Dziga Vertov’s The Man with the Movie Camera

 

V.I. Pudovkin’s short Chess Fever

 

Sergei Eisenstein’s first film Glumov's Diary

 

Los Angeles, Sept. 15, 2017 – The Los Angeles Workers Center and Hollywood Progressive co-present a triple feature of films by three of Soviet cinema’s greats. These movies show that the Bolsheviks had a sense of humor.

 

According to the esteemed British magazine Sight & Sound The Man with the Movie Camera is the best documentary ever made and the eighth best motion picture in any film genre. Director Dziga Vertov’s wildly imaginative look at a day in the life of Soviet cities, including Kiev and Odessa, is full of mind boggling experimental cinematic techniques that are a sheer delight to behold. Indeed, this dazzling 1929 silent movie seems like a Soviet counterpart to the visual extravaganzas of Hollywood’s silent screen comedies made by Buster Keaton and Charlie Chaplin. In Movie Camera Vertov strives to create a completely filmic language. Its radical techniques and viewpoints are the pinnacle of what happened in the new Soviet Union when the artistic and political avant-garde joined forces. See why “Dziga Vertov” translates as “Spinning Top” in this eye-popping motion picture tour de force of pure cinema and movie magic. (68 minutes.)

 

A year before he directed the full length revolutionary classic MotherV.I. Pudovkin made his fiction film debut with the 1925 short Chess Fever, a comedy about obsession with the board game. (28 minutes.)

 

Two years before his first feature film Strike, in 1923 Sergei Eisenstein directed Glumov's Diary as part of his stage production of Alexander Ostrovsky's Enough Stupidity in Every Wise Man. This is believed to be the first time film was combined with a play. Eisenstein’s playful premiere in the motion picture medium shows he was born to make movies. (4 minutes.)

 

What: The Man with the Movie Camera; Chess Fever; and Glumov's Diaryscreening; length: 100 minutes.

 

When: Friday,7:30 p.m., Sept. 22, 2017.

 

Where: The L.A. Workers Center, 1251 S. St. Andrews Place, L.A., CA 90019.

 

This screening is the eighth in a monthly film series running through November 2017 to commemorate and celebrate the 100th anniversary of the February and October 1917 Revolutions in Russia, and 1905’s mass uprisings. All 10 films screened during these 10 months are Soviet cinema classics, among the greatest political films ever made. See the entire schedule at: http://hollywoodprogressive.com/russian-revolution/

 

Before each screening at the L.A. Workers Center a speaker briefly introduces each film and filmmaker.

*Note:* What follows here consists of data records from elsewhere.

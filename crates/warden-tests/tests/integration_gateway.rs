// SPDX-License-Identifier: PolyForm-Noncommercial-1.0.0
// Copyright (c) 2025 Sylvex. All rights reserved.

//! # Gateway Integration Tests
//!
//! - `test_table_*`: the permission table, exhaustively
//! - `test_pipeline_*`: verification, authorization, validation, execution order
//! - `test_role_source_*`: token versus store role resolution
//! - `test_account_*`: current user and password change

use std::sync::Arc;

use serde_json::{json, Value};
use warden_api::{
    Authorizer, Decision, GatewayConfig, GatewayError, Outcome, PermissionEngine, ResourceGateway,
    RoleSource, TokenService,
};
use warden_core::{
    seed_demo, MemoryStore, Operation, ResourceStore, ResourceType, Role, SeedConfig, UserPatch,
};
use warden_tests::prelude::*;

// =============================================================================
// Permission table
// =============================================================================

const GRANTED: &[(Role, ResourceType, Operation)] = &[
    (Role::Admin, ResourceType::User, Operation::Create),
    (Role::Admin, ResourceType::User, Operation::Update),
    (Role::Admin, ResourceType::User, Operation::Delete),
    (Role::Admin, ResourceType::User, Operation::List),
    (Role::Admin, ResourceType::Product, Operation::Create),
    (Role::Admin, ResourceType::Product, Operation::Update),
    (Role::Admin, ResourceType::Product, Operation::Delete),
    (Role::Admin, ResourceType::Product, Operation::List),
    (Role::User, ResourceType::Product, Operation::List),
    (Role::User, ResourceType::Product, Operation::Read),
];

#[test]
fn test_table_all_twenty_combinations() {
    let engine = PermissionEngine::standard();
    let mut checked = 0;

    for &role in Role::all() {
        for &resource in ResourceType::all() {
            for &operation in Operation::all() {
                let expected = if GRANTED.contains(&(role, resource, operation)) {
                    Decision::Allow
                } else {
                    Decision::Deny
                };
                assert_eq!(
                    engine.decide(role, resource, operation),
                    expected,
                    "{} {} {}",
                    role,
                    resource,
                    operation
                );
                checked += 1;
            }
        }
    }
    assert_eq!(checked, 20);
    assert_eq!(engine.rules().len(), GRANTED.len());
}

#[test]
fn test_table_unknown_names_deny() {
    let engine = PermissionEngine::standard();
    assert_eq!(engine.decide_named("admin", "product", "create"), Decision::Allow);
    assert_eq!(engine.decide_named("root", "product", "create"), Decision::Deny);
    assert_eq!(engine.decide_named("admin", "order", "create"), Decision::Deny);
    assert_eq!(engine.decide_named("admin", "product", "purge"), Decision::Deny);
    assert_eq!(engine.decide_named("", "", ""), Decision::Deny);
}

// =============================================================================
// Pipeline
// =============================================================================

#[tokio::test]
async fn test_pipeline_admin_creates_widget() {
    init_test_logging();
    let fx = Fixture::seeded().await;
    let admin = fx.admin_token().await;

    let outcome = fx
        .gateway
        .handle(
            &admin,
            ResourceType::Product,
            Operation::Create,
            &json!({"name": "Widget", "price": 9.99}),
        )
        .await
        .unwrap();
    let created = match outcome {
        Outcome::Created(body) => body,
        other => panic!("unexpected outcome: {:?}", other),
    };
    assert_eq!(created["name"], "Widget");
    assert_eq!(created["price"], 9.99);
    assert_eq!(created["category"], "general");

    let stored = fx.store.list_products().await.unwrap();
    assert!(stored.iter().any(|p| p.name == "Widget" && p.price == 9.99));
}

#[tokio::test]
async fn test_pipeline_user_cannot_delete_users() {
    let fx = Fixture::seeded().await;
    let user = fx.user_token().await;
    let owner_id = fx.user_id(ADMIN_USERNAME).await;
    fx.store.reset();

    let result = fx
        .gateway
        .handle(
            &user,
            ResourceType::User,
            Operation::Delete,
            &json!({"id": owner_id.to_string()}),
        )
        .await;

    assert!(matches!(
        result,
        Err(GatewayError::Forbidden {
            role: Role::User,
            resource: ResourceType::User,
            operation: Operation::Delete,
        })
    ));
    assert_eq!(fx.authorizer.calls(), 1);
    assert_eq!(fx.store.call_count(), 0);
}

#[tokio::test]
async fn test_pipeline_garbage_token_touches_nothing() {
    let fx = Fixture::seeded().await;

    let result = fx
        .gateway
        .handle("garbage", ResourceType::Product, Operation::List, &json!({}))
        .await;

    assert!(matches!(result, Err(GatewayError::Unauthenticated)));
    assert_eq!(fx.authorizer.calls(), 0);
    assert_eq!(fx.store.call_count(), 0);
}

#[tokio::test]
async fn test_pipeline_validation_before_store() {
    let fx = Fixture::seeded().await;
    let admin = fx.admin_token().await;
    fx.store.reset();

    let result = fx
        .gateway
        .handle(
            &admin,
            ResourceType::Product,
            Operation::Create,
            &json!({"name": "", "price": -1}),
        )
        .await;

    match result {
        Err(GatewayError::Validation(errors)) => {
            assert!(errors.has_field("name"));
            assert!(errors.has_field("price"));
        }
        other => panic!("expected validation error, got {:?}", other),
    }
    assert_eq!(fx.authorizer.calls(), 1);
    assert_eq!(fx.store.call_count(), 0);
}

#[tokio::test]
async fn test_pipeline_authorization_before_validation() {
    let fx = Fixture::seeded().await;
    let user = fx.user_token().await;

    // Invalid payload, but the role check fails first.
    let result = fx
        .gateway
        .handle(&user, ResourceType::Product, Operation::Create, &Value::Null)
        .await;
    assert!(matches!(result, Err(GatewayError::Forbidden { .. })));
}

#[tokio::test]
async fn test_pipeline_user_reads_and_lists_products() {
    let fx = Fixture::seeded().await;
    let user = fx.user_token().await;
    let id = fx.first_product_id().await;

    let listed = fx
        .gateway
        .handle(&user, ResourceType::Product, Operation::List, &Value::Null)
        .await
        .unwrap();
    assert!(matches!(listed, Outcome::Listed(ref items) if items.len() == 5));

    let found = fx
        .gateway
        .handle(
            &user,
            ResourceType::Product,
            Operation::Read,
            &json!({"id": id.to_string()}),
        )
        .await
        .unwrap();
    match found {
        Outcome::Found(body) => assert_eq!(body["id"], id.to_string()),
        other => panic!("unexpected outcome: {:?}", other),
    }
}

#[tokio::test]
async fn test_pipeline_admin_product_read_is_denied() {
    let fx = Fixture::seeded().await;
    let admin = fx.admin_token().await;
    let id = fx.first_product_id().await;

    let result = fx
        .gateway
        .handle(
            &admin,
            ResourceType::Product,
            Operation::Read,
            &json!({"id": id.to_string()}),
        )
        .await;
    assert!(matches!(result, Err(GatewayError::Forbidden { .. })));
}
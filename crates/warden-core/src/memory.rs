// SPDX-License-Identifier: PolyForm-Noncommercial-1.0.0
// Copyright (c) 2025 Sylvex. All rights reserved.

//! In-memory store.
//!
//! Each map sits behind its own `parking_lot::RwLock`. Every operation takes
//! the lock once, so the username uniqueness check and the insert happen under
//! the same write guard.

use std::collections::BTreeMap;

use async_trait::async_trait;
use chrono::Utc;
use parking_lot::RwLock;
use tracing::trace;

use crate::error::{StoreError, StoreResult};
use crate::store::{CredentialStore, ResourceStore};
use crate::types::{
    NewProduct, NewUser, Product, ProductId, ProductPatch, ResourceType, User, UserId, UserPatch,
};

/// Thread-safe in-memory implementation of both store traits.
///
/// Keys are time-ordered UUIDs, so iteration order is creation order.
#[derive(Debug, Default)]
pub struct MemoryStore {
    users: RwLock<BTreeMap<UserId, User>>,
    products: RwLock<BTreeMap<ProductId, Product>>,
}

impl MemoryStore {
    /// Creates an empty store.
    pub fn new() -> Self {
        Self::default()
    }

    /// Returns the number of stored users.
    pub fn user_count(&self) -> usize {
        self.users.read().len()
    }

    /// Returns the number of stored products.
    pub fn product_count(&self) -> usize {
        self.products.read().len()
    }
}

#[async_trait]
impl CredentialStore for MemoryStore {
    async fn find_by_username(&self, username: &str) -> StoreResult<Option<User>> {
        Ok(self
            .users
            .read()
            .values()
            .find(|u| u.username == username)
            .cloned())
    }

    async fn find_user(&self, id: &UserId) -> StoreResult<Option<User>> {
        Ok(self.users.read().get(id).cloned())
    }
}

#[async_trait]
impl ResourceStore for MemoryStore {
    async fn list_users(&self) -> StoreResult<Vec<User>> {
        Ok(self.users.read().values().cloned().collect())
    }

    async fn create_user(&self, user: NewUser) -> StoreResult<User> {
        let mut users = self.users.write();
        if users.values().any(|u| u.username == user.username) {
            return Err(StoreError::conflict(
                ResourceType::User,
                "username",
                user.username,
            ));
        }

        let created = User {
            id: UserId::new(),
            username: user.username,
            password_hash: user.password_hash,
            role: user.role,
            email: user.email,
            created_at: Utc::now(),
        };
        users.insert(created.id, created.clone());
        trace!(user_id = %created.id, "User inserted");
        Ok(created)
    }

    async fn update_user(&self, id: &UserId, patch: UserPatch) -> StoreResult<User> {
        let mut users = self.users.write();

        if let Some(username) = &patch.username {
            if users
                .values()
                .any(|u| &u.username == username && u.id != *id)
            {
                return Err(StoreError::conflict(
                    ResourceType::User,
                    "username",
                    username.clone(),
                ));
            }
        }

        let user = users
            .get_mut(id)
            .ok_or_else(|| StoreError::not_found(ResourceType::User, id))?;

        if let Some(username) = patch.username {
            user.username = username;
        }
        if let Some(hash) = patch.password_hash {
            user.password_hash = hash;
        }
        if let Some(role) = patch.role {
            user.role = role;
        }
        if let Some(email) = patch.email {
            user.email = Some(email);
        }
        Ok(user.clone())
    }

    async fn delete_user(&self, id: &UserId) -> StoreResult<()> {
        self.users
            .write()
            .remove(id)
            .map(|_| ())
            .ok_or_else(|| StoreError::not_found(ResourceType::User, id))
    }

    async fn list_products(&self) -> StoreResult<Vec<Product>> {
        Ok(self.products.read().values().cloned().collect())
    }

    async fn get_product(&self, id: &ProductId) -> StoreResult<Product> {
        self.products
            .read()
            .get(id)
            .cloned()
            .ok_or_else(|| StoreError::not_found(ResourceType::Product, id))
    }

    async fn create_product(&self, product: NewProduct) -> StoreResult<Product> {
        let now = Utc::now();
        let created = Product {
            id: ProductId::new(),
            name: product.name,
            price: product.price,
            category: product.category,
            owner_org: product.owner_org,
            quantity: product.quantity,
            description: product.description,
            created_at: now,
            updated_at: now,
        };
        self.products.write().insert(created.id, created.clone());
        trace!(product_id = %created.id, "Product inserted");
        Ok(created)
    }

    async fn update_product(&self, id: &ProductId, patch: ProductPatch) -> StoreResult<Product> {
        let mut products = self.products.write();
        let product = products
            .get_mut(id)
            .ok_or_else(|| StoreError::not_found(ResourceType::Product, id))?;

        if let Some(name) = patch.name {
            product.name = name;
        }
        if let Some(price) = patch.price {
            product.price = price;
        }
        if let Some(category) = patch.category {
            product.category = category;
        }
        if let Some(owner_org) = patch.owner_org {
            product.owner_org = owner_org;
        }
        if let Some(quantity) = patch.quantity {
            product.quantity = quantity;
        }
        if let Some(description) = patch.description {
            product.description = Some(description);
        }
        product.updated_at = Utc::now();
        Ok(product.clone())
    }

    async fn delete_product(&self, id: &ProductId) -> StoreResult<()> {
        self.products
            .write()
            .remove(id)
            .map(|_| ())
            .ok_or_else(|| StoreError::not_found(ResourceType::Product, id))
    }
}

// =============================================================================
// Tests
// =============================================================================
// SPDX-License-Identifier: PolyForm-Noncommercial-1.0.0
// Copyright (c) 2025 Sylvex. All rights reserved.

//! # Warden Integration Tests
//!
//! Shared fixtures and mocks for the integration suites under `tests/`.
//!
//! ## Running Tests
//!
//! ```bash
//! cargo test -p warden-tests
//! cargo test -p warden-tests --test integration_token
//! cargo test -p warden-tests --test integration_gateway
//! cargo test -p warden-tests --test integration_http
//! ```
//!
//! ## Test Categories
//!
//! - `integration_token.rs`: issuance, expiry, tampering, refresh
//! - `integration_gateway.rs`: the full permission table, pipeline ordering,
//!   role sources, payload validation
//! - `integration_http.rs`: status codes and bodies through the axum router
//!
//! ## Writing New Tests
//!
//! ```rust,ignore
//! use warden_tests::prelude::*;
//!
//! #[tokio::test]
//! async fn test_something() {
//!     let fx = Fixture::seeded().await;
//!     let token = fx.admin_token().await;
//!     // ... test logic
//! }
//! ```

#![warn(missing_docs)]
#![deny(unsafe_code)]

pub mod common;

/// Re-export commonly used items for convenience.
pub mod prelude {
    pub use crate::common::fixtures::*;
    pub use crate::common::mocks::*;
    pub use crate::common::init_test_logging;
}
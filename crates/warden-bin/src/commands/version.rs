// SPDX-License-Identifier: PolyForm-Noncommercial-1.0.0
// Copyright (c) 2025 Sylvex. All rights reserved.

//! Implementation of the `version` command.

use crate::cli::Cli;
use crate::error::BinResult;

/// Executes the `version` command to display version information.
pub fn version(_cli: &Cli) -> BinResult<()> {
    println!("Warden - role-based access control for users and products");
    println!();
    println!("Version Information:");
    println!("  warden-bin:  {}", crate::VERSION);
    println!("  warden-api:  {}", warden_api::VERSION);
    println!("  warden-core: {}", warden_core::VERSION);
    println!();
    println!("Build Information:");
    println!("  Target:      {}", std::env::consts::ARCH);
    println!("  OS:          {}", std::env::consts::OS);
    println!();
    println!("License: PolyForm Noncommercial License 1.0.0");
    println!("Copyright (c) 2025 Sylvex. All rights reserved.");

    Ok(())
}
// SPDX-License-Identifier: PolyForm-Noncommercial-1.0.0
// Copyright (c) 2025 Sylvex. All rights reserved.

//! Store contracts.
//!
//! [`CredentialStore`] is the narrow read-only view the token service needs at
//! issuance time. [`ResourceStore`] carries the CRUD surface the gateway
//! executes against. Both are object safe so services can hold
//! `Arc<dyn ...>` handles.

use async_trait::async_trait;

use crate::error::StoreResult;
use crate::types::{NewProduct, NewUser, Product, ProductId, ProductPatch, User, UserId, UserPatch};

/// Read access to user credentials.
#[async_trait]
pub trait CredentialStore: Send + Sync {
    /// Finds a user by exact (case-sensitive) username.
    async fn find_by_username(&self, username: &str) -> StoreResult<Option<User>>;

    /// Finds a user by identifier.
    async fn find_user(&self, id: &UserId) -> StoreResult<Option<User>>;
}

/// CRUD access to users and products.
#[async_trait]
pub trait ResourceStore: CredentialStore {
    /// Lists all users ordered by creation.
    async fn list_users(&self) -> StoreResult<Vec<User>>;

    /// Creates a user. Fails with `Conflict` if the username is taken.
    async fn create_user(&self, user: NewUser) -> StoreResult<User>;

    /// Applies a patch to a user.
    async fn update_user(&self, id: &UserId, patch: UserPatch) -> StoreResult<User>;

    /// Deletes a user.
    async fn delete_user(&self, id: &UserId) -> StoreResult<()>;

    /// Lists all products ordered by creation.
    async fn list_products(&self) -> StoreResult<Vec<Product>>;

    /// Gets a product.
    async fn get_product(&self, id: &ProductId) -> StoreResult<Product>;

    /// Creates a product.
    async fn create_product(&self, product: NewProduct) -> StoreResult<Product>;

    /// Applies a patch to a product.
    async fn update_product(&self, id: &ProductId, patch: ProductPatch) -> StoreResult<Product>;

    /// Deletes a product.
    async fn delete_product(&self, id: &ProductId) -> StoreResult<()>;
}
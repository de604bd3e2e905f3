// SPDX-License-Identifier: PolyForm-Noncommercial-1.0.0
// Copyright (c) 2025 Sylvex. All rights reserved.

//! Graceful shutdown coordination.
//!
//! Handles OS signals (SIGTERM, SIGINT) and lets components subscribe to
//! shutdown notifications.

use std::future::Future;
use std::pin::Pin;
use std::sync::atomic::{AtomicBool, Ordering};
use std::sync::Arc;
use std::task::{Context, Poll};

use tokio::sync::broadcast;
use tracing::{error, info};

// =============================================================================
// ShutdownCoordinator
// =============================================================================

/// Coordinates graceful shutdown across components.
///
/// # Example
///
/// ```ignore
/// let coordinator = ShutdownCoordinator::new();
/// let signal = coordinator.shutdown_signal();
///
/// tokio::spawn({
///     let coordinator = coordinator.clone();
///     async move { coordinator.wait_for_shutdown().await }
/// });
///
/// server.run_with_shutdown(signal).await?;
/// ```
#[derive(Clone)]
pub struct ShutdownCoordinator {
    sender: broadcast::Sender<()>,
    shutdown_initiated: Arc<AtomicBool>,
}

impl ShutdownCoordinator {
    /// Creates a new shutdown coordinator.
    pub fn new() -> Self {
        let (sender, _) = broadcast::channel(1);
        Self {
            sender,
            shutdown_initiated: Arc::new(AtomicBool::new(false)),
        }
    }

    /// Subscribes to shutdown notifications.
    pub fn subscribe(&self) -> broadcast::Receiver<()> {
        self.sender.subscribe()
    }

    /// Creates a future that resolves when shutdown is signaled.
    pub fn shutdown_signal(&self) -> ShutdownSignal {
        let mut receiver = self.sender.subscribe();
        let initiated = self.shutdown_initiated.clone();
        ShutdownSignal {
            inner: Box::pin(async move {
                if initiated.load(Ordering::SeqCst) {
                    return;
                }
                let _ = receiver.recv().await;
            }),
        }
    }

    /// Initiates shutdown. Idempotent.
    pub fn initiate_shutdown(&self) {
        if self
            .shutdown_initiated
            .compare_exchange(false, true, Ordering::SeqCst, Ordering::SeqCst)
            .is_ok()
        {
            info!("Shutdown initiated");
            let _ = self.sender.send(());
        }
    }

    /// Returns true if shutdown has been initiated.
    pub fn is_shutdown_initiated(&self) -> bool {
        self.shutdown_initiated.load(Ordering::SeqCst)
    }

    /// Waits for an OS signal, then initiates shutdown.
    ///
    /// Returns early if shutdown was already initiated by other means.
    pub async fn wait_for_shutdown(&self) {
        if self.is_shutdown_initiated() {
            return;
        }

        let manual = self.shutdown_signal();
        tokio::select! {
            _ = os_signal() => {}
            _ = manual => return,
        }

        self.initiate_shutdown();
    }
}

impl Default for ShutdownCoordinator {
    fn default() -> Self {
        Self::new()
    }
}

#[cfg(unix)]
async fn os_signal() {
    use tokio::signal::unix::{signal, SignalKind};

    let (mut sigterm, mut sigint) =
        match (signal(SignalKind::terminate()), signal(SignalKind::interrupt())) {
            (Ok(term), Ok(int)) => (term, int),
            (Err(e), _) | (_, Err(e)) => {
                error!(error = %e, "Failed to register signal handlers, falling back to Ctrl+C");
                ctrl_c().await;
                return;
            }
        };

    tokio::select! {
        _ = sigterm.recv() => info!("Received SIGTERM"),
        _ = sigint.recv() => info!("Received SIGINT"),
    }
}

#[cfg(not(unix))]
async fn os_signal() {
    ctrl_c().await;
}

async fn ctrl_c() {
    match tokio::signal::ctrl_c().await {
        Ok(()) => info!("Received Ctrl+C"),
        Err(e) => {
            error!(error = %e, "Failed to listen for Ctrl+C");
            std::future::pending::<()>().await;
        }
    }
}

// =============================================================================
// ShutdownSignal
// =============================================================================

/// A future that resolves when shutdown is signaled.
///
/// Usable with axum's `with_graceful_shutdown`.
pub struct ShutdownSignal {
    inner: Pin<Box<dyn Future<Output = ()> + Send>>,
}

impl Future for ShutdownSignal {
    type Output = ();

    fn poll(mut self: Pin<&mut Self>, cx: &mut Context<'_>) -> Poll<Self::Output> {
        self.inner.as_mut().poll(cx)
    }
}

// =============================================================================
// Tests
// =============================================================================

After the movie the speaker will make additional remarks, followed by a Q&A. Light refreshments are served. These black and white, silent films, with English subtitles, and musical soundtracks, are screened under imperfect conditions, although this is a chance to see them projected on a big screen. Admission is free, although donations and potluck contributions are accepted. Screenings start at 7:30 p.m. on the fourth Friday of each month. Film historian/critic Ed Rampell, author of Progressive Hollywood, A People’s Film History of the United States, is the series’ programmer/co-presenter. For info: laworkersedsoc@gmail.com.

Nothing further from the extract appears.